--- Exercise inputs ---

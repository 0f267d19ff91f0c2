//! Output adapter.
//!
//! An [`Output`] tracks one pipeline node: it evaluates the node, runs the
//! registry's transform chain over the result, and pushes the rendered unit
//! to registered listeners whenever a dependency changes. The adapter is
//! the seam a rendering front end plugs into; the core never draws.

use std::cell::RefCell;
use std::rc::{Rc, Weak};

use tracing::{debug, trace};

use crate::error::Result;
use crate::observe::observable::{ObservableRc, WatchToken, group_by_owner};
use crate::pipeline::node::Pipe;
use crate::value::Value;

/// What a render front end receives: either the value as-is or a paged
/// view of it.
#[derive(Debug, Clone, PartialEq)]
pub enum RenderUnit {
    /// Untransformed value.
    Raw(Value),
    /// Row-capped view of a larger value.
    Paged {
        value: Value,
        shown_rows: usize,
        total_rows: usize,
    },
}

impl RenderUnit {
    /// The value carried by this unit, whatever its form.
    pub fn value(&self) -> &Value {
        match self {
            RenderUnit::Raw(v) => v,
            RenderUnit::Paged { value, .. } => value,
        }
    }
}

type Listener = Rc<dyn Fn(&RenderUnit)>;

struct OutputInner {
    node: Pipe,
    listeners: RefCell<Vec<Listener>>,
    watches: RefCell<Vec<(ObservableRc, WatchToken)>>,
}

impl Drop for OutputInner {
    fn drop(&mut self) {
        for (owner, token) in self.watches.borrow_mut().drain(..) {
            owner.unwatch(token);
        }
    }
}

/// Reactive display adapter over one pipeline node.
#[derive(Clone)]
pub struct Output {
    inner: Rc<OutputInner>,
}

impl Output {
    /// Adapt `node`, watching its full dependency set.
    pub fn new(node: &Pipe) -> Output {
        let inner = Rc::new(OutputInner {
            node: node.clone(),
            listeners: RefCell::new(Vec::new()),
            watches: RefCell::new(Vec::new()),
        });

        let weak = Rc::downgrade(&inner);
        for (owner, names) in group_by_owner(node.deps()) {
            let weak: Weak<OutputInner> = weak.clone();
            let token = owner.watch(
                &names,
                Rc::new(move |_changed: &[String]| {
                    if let Some(inner) = weak.upgrade() {
                        notify(&inner);
                    }
                }),
            );
            inner.watches.borrow_mut().push((owner, token));
        }

        Output { inner }
    }

    /// The node this output tracks.
    pub fn node(&self) -> &Pipe {
        &self.inner.node
    }

    /// Evaluate now and run the transform chain.
    pub fn refresh(&self) -> Result<RenderUnit> {
        let value = self.inner.node.eval()?;
        let unit = self
            .inner
            .node
            .registry()
            .render(&value, self.inner.node.opts())?;
        trace!(?unit, "output refreshed");
        Ok(unit)
    }

    /// Register a listener invoked with the fresh render unit after every
    /// dependency change.
    pub fn on_change(&self, listener: impl Fn(&RenderUnit) + 'static) {
        self.inner.listeners.borrow_mut().push(Rc::new(listener));
    }
}

/// Re-render and fan out to listeners. Evaluation errors are logged, not
/// raised: a watch callback has no caller to hand them to.
fn notify(inner: &Rc<OutputInner>) {
    let output = Output {
        inner: inner.clone(),
    };
    match output.refresh() {
        Ok(unit) => {
            let listeners: Vec<Listener> = inner.listeners.borrow().clone();
            for listener in listeners {
                listener(&unit);
            }
        }
        Err(err) => debug!(%err, "output refresh failed"),
    }
}

impl std::fmt::Debug for Output {
    fn fmt(&self, f: &mut std::fmt::Formatter<'_>) -> std::fmt::Result {
        f.debug_struct("Output")
            .field("node", &self.inner.node)
            .field("listeners", &self.inner.listeners.borrow().len())
            .finish()
    }
}

// =============================================================================
// Tests
// =============================================================================

#[cfg(test)]
mod tests {
    use super::*;
    use crate::observe::widget::int_slider;
    use crate::pipeline::node::wrap;
    use crate::value::Table;
    use crate::value::ops::BinOp;

    #[test]
    fn test_refresh_raw_value() {
        let node = wrap(5).apply(BinOp::Add, 1);
        let output = node.output();
        assert_eq!(output.refresh().unwrap(), RenderUnit::Raw(Value::Int(6)));
    }

    #[test]
    fn test_refresh_pages_tables() {
        let table = Table::from_columns([(
            "a",
            (0..50).map(Value::Int).collect::<Vec<_>>(),
        )])
        .unwrap();
        let output = wrap(table).output();
        match output.refresh().unwrap() {
            RenderUnit::Paged {
                shown_rows,
                total_rows,
                ..
            } => {
                assert_eq!(shown_rows, 20);
                assert_eq!(total_rows, 50);
            }
            other => panic!("expected paged unit, got {other:?}"),
        }
    }

    #[test]
    fn test_listener_fires_on_dependency_change() {
        let slider = int_slider("n", 0, 10, 2);
        let node = wrap(&slider).apply(BinOp::Mul, 10);
        let output = node.output();

        let seen: Rc<RefCell<Vec<RenderUnit>>> = Rc::new(RefCell::new(Vec::new()));
        let seen_clone = seen.clone();
        output.on_change(move |unit| seen_clone.borrow_mut().push(unit.clone()));

        slider.set_value(3).unwrap();
        slider.set_value(4).unwrap();
        assert_eq!(
            *seen.borrow(),
            vec![
                RenderUnit::Raw(Value::Int(30)),
                RenderUnit::Raw(Value::Int(40)),
            ]
        );
    }

    #[test]
    fn test_drop_unregisters_watches() {
        let slider = int_slider("n", 0, 10, 2);
        let seen: Rc<RefCell<Vec<RenderUnit>>> = Rc::new(RefCell::new(Vec::new()));
        {
            let node = wrap(&slider).apply(BinOp::Mul, 10);
            let output = node.output();
            let seen_clone = seen.clone();
            output.on_change(move |unit| seen_clone.borrow_mut().push(unit.clone()));
            slider.set_value(3).unwrap();
        }
        slider.set_value(4).unwrap();
        assert_eq!(seen.borrow().len(), 1);
    }
}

--- Prompt ---
All records are to be restated exactly, from the first line to the last line.

--- Written response ---
repository 0f267d19ff91f0c2
//! Output adapter.
//!
//! An [`Output`] tracks one pipeline node: it evaluates the node, runs the
//! registry's transform chain over the result, and pushes the rendered unit
//! to registered listeners whenever a dependency changes. The adapter is
//! the seam a rendering front end plugs into; the core never draws.

use std::cell::RefCell;
use std::rc::{Rc, Weak};

use tracing::{debug, trace};

use crate::error::Result;
use crate::observe::observable::{ObservableRc, WatchToken, group_by_owner};
use crate::pipeline::node::Pipe;
use crate::value::Value;

/// What a render front end receives: either the value as-is or a paged
/// view of it.
#[derive(Debug, Clone, PartialEq)]
pub enum RenderUnit {
    /// Untransformed value.
    Raw(Value),
    /// Row-capped view of a larger value.
    Paged {
        value: Value,
        shown_rows: usize,
        total_rows: usize,
    },
}

impl RenderUnit {
    /// The value carried by this unit, whatever its form.
    pub fn value(&self) -> &Value {
        match self {
            RenderUnit::Raw(v) => v,
            RenderUnit::Paged { value, .. } => value,
        }
    }
}

type Listener = Rc<dyn Fn(&RenderUnit)>;

struct OutputInner {
    node: Pipe,
    listeners: RefCell<Vec<Listener>>,
    watches: RefCell<Vec<(ObservableRc, WatchToken)>>,
}

impl Drop for OutputInner {
    fn drop(&mut self) {
        for (owner, token) in self.watches.borrow_mut().drain(..) {
            owner.unwatch(token);
        }
    }
}

/// Reactive display adapter over one pipeline node.
#[derive(Clone)]
pub struct Output {
    inner: Rc<OutputInner>,
}

impl Output {
    /// Adapt `node`, watching its full dependency set.
    pub fn new(node: &Pipe) -> Output {
        let inner = Rc::new(OutputInner {
            node: node.clone(),
            listeners: RefCell::new(Vec::new()),
            watches: RefCell::new(Vec::new()),
        });

        let weak = Rc::downgrade(&inner);
        for (owner, names) in group_by_owner(node.deps()) {
            let weak: Weak<OutputInner> = weak.clone();
            let token = owner.watch(
                &names,
                Rc::new(move |_changed: &[String]| {
                    if let Some(inner) = weak.upgrade() {
                        notify(&inner);
                    }
                }),
            );
            inner.watches.borrow_mut().push((owner, token));
        }

        Output { inner }
    }

    /// The node this output tracks.
    pub fn node(&self) -> &Pipe {
        &self.inner.node
    }

    /// Evaluate now and run the transform chain.
    pub fn refresh(&self) -> Result<RenderUnit> {
        let value = self.inner.node.eval()?;
        let unit = self
            .inner
            .node
            .registry()
            .render(&value, self.inner.node.opts())?;
        trace!(?unit, "output refreshed");
        Ok(unit)
    }

    /// Register a listener invoked with the fresh render unit after every
    /// dependency change.
    pub fn on_change(&self, listener: impl Fn(&RenderUnit) + 'static) {
        self.inner.listeners.borrow_mut().push(Rc::new(listener));
    }
}

/// Re-render and fan out to listeners. Evaluation errors are logged, not
/// raised: a watch callback has no caller to hand them to.
fn notify(inner: &Rc<OutputInner>) {
    let output = Output {
        inner: inner.clone(),
    };
    match output.refresh() {
        Ok(unit) => {
            let listeners: Vec<Listener> = inner.listeners.borrow().clone();
            for listener in listeners {
                listener(&unit);
            }
        }
        Err(err) => debug!(%err, "output refresh failed"),
    }
}

impl std::fmt::Debug for Output {
    fn fmt(&self, f: &mut std::fmt::Formatter<'_>) -> std::fmt::Result {
        f.debug_struct("Output")
            .field("node", &self.inner.node)
            .field("listeners", &self.inner.listeners.borrow().len())
            .finish()
    }
}

// =============================================================================
// Tests
// =============================================================================

#[cfg(test)]
mod tests {
    use super::*;
    use crate::observe::widget::int_slider;
    use crate::pipeline::node::wrap;
    use crate::value::Table;
    use crate::value::ops::BinOp;

    #[test]
    fn test_refresh_raw_value() {
        let node = wrap(5).apply(BinOp::Add, 1);
        let output = node.output();
        assert_eq!(output.refresh().unwrap(), RenderUnit::Raw(Value::Int(6)));
    }

    #[test]
    fn test_refresh_pages_tables() {
        let table = Table::from_columns([(
            "a",
            (0..50).map(Value::Int).collect::<Vec<_>>(),
        )])
        .unwrap();
        let output = wrap(table).output();
        match output.refresh().unwrap() {
            RenderUnit::Paged {
                shown_rows,
                total_rows,
                ..
            } => {
                assert_eq!(shown_rows, 20);
                assert_eq!(total_rows, 50);
            }
            other => panic!("expected paged unit, got {other:?}"),
        }
    }

    #[test]
    fn test_listener_fires_on_dependency_change() {
        let slider = int_slider("n", 0, 10, 2);
        let node = wrap(&slider).apply(BinOp::Mul, 10);
        let output = node.output();

        let seen: Rc<RefCell<Vec<RenderUnit>>> = Rc::new(RefCell::new(Vec::new()));
        let seen_clone = seen.clone();
        output.on_change(move |unit| seen_clone.borrow_mut().push(unit.clone()));

        slider.set_value(3).unwrap();
        slider.set_value(4).unwrap();
        assert_eq!(
            *seen.borrow(),
            vec![
                RenderUnit::Raw(Value::Int(30)),
                RenderUnit::Raw(Value::Int(40)),
            ]
        );
    }

    #[test]
    fn test_drop_unregisters_watches() {
        let slider = int_slider("n", 0, 10, 2);
        let seen: Rc<RefCell<Vec<RenderUnit>>> = Rc::new(RefCell::new(Vec::new()));
        {
            let node = wrap(&slider).apply(BinOp::Mul, 10);
            let output = node.output();
            let seen_clone = seen.clone();
            output.on_change(move |unit| seen_clone.borrow_mut().push(unit.clone()));
            slider.set_value(3).unwrap();
        }
        slider.set_value(4).unwrap();
        assert_eq!(seen.borrow().len(), 1);
    }
}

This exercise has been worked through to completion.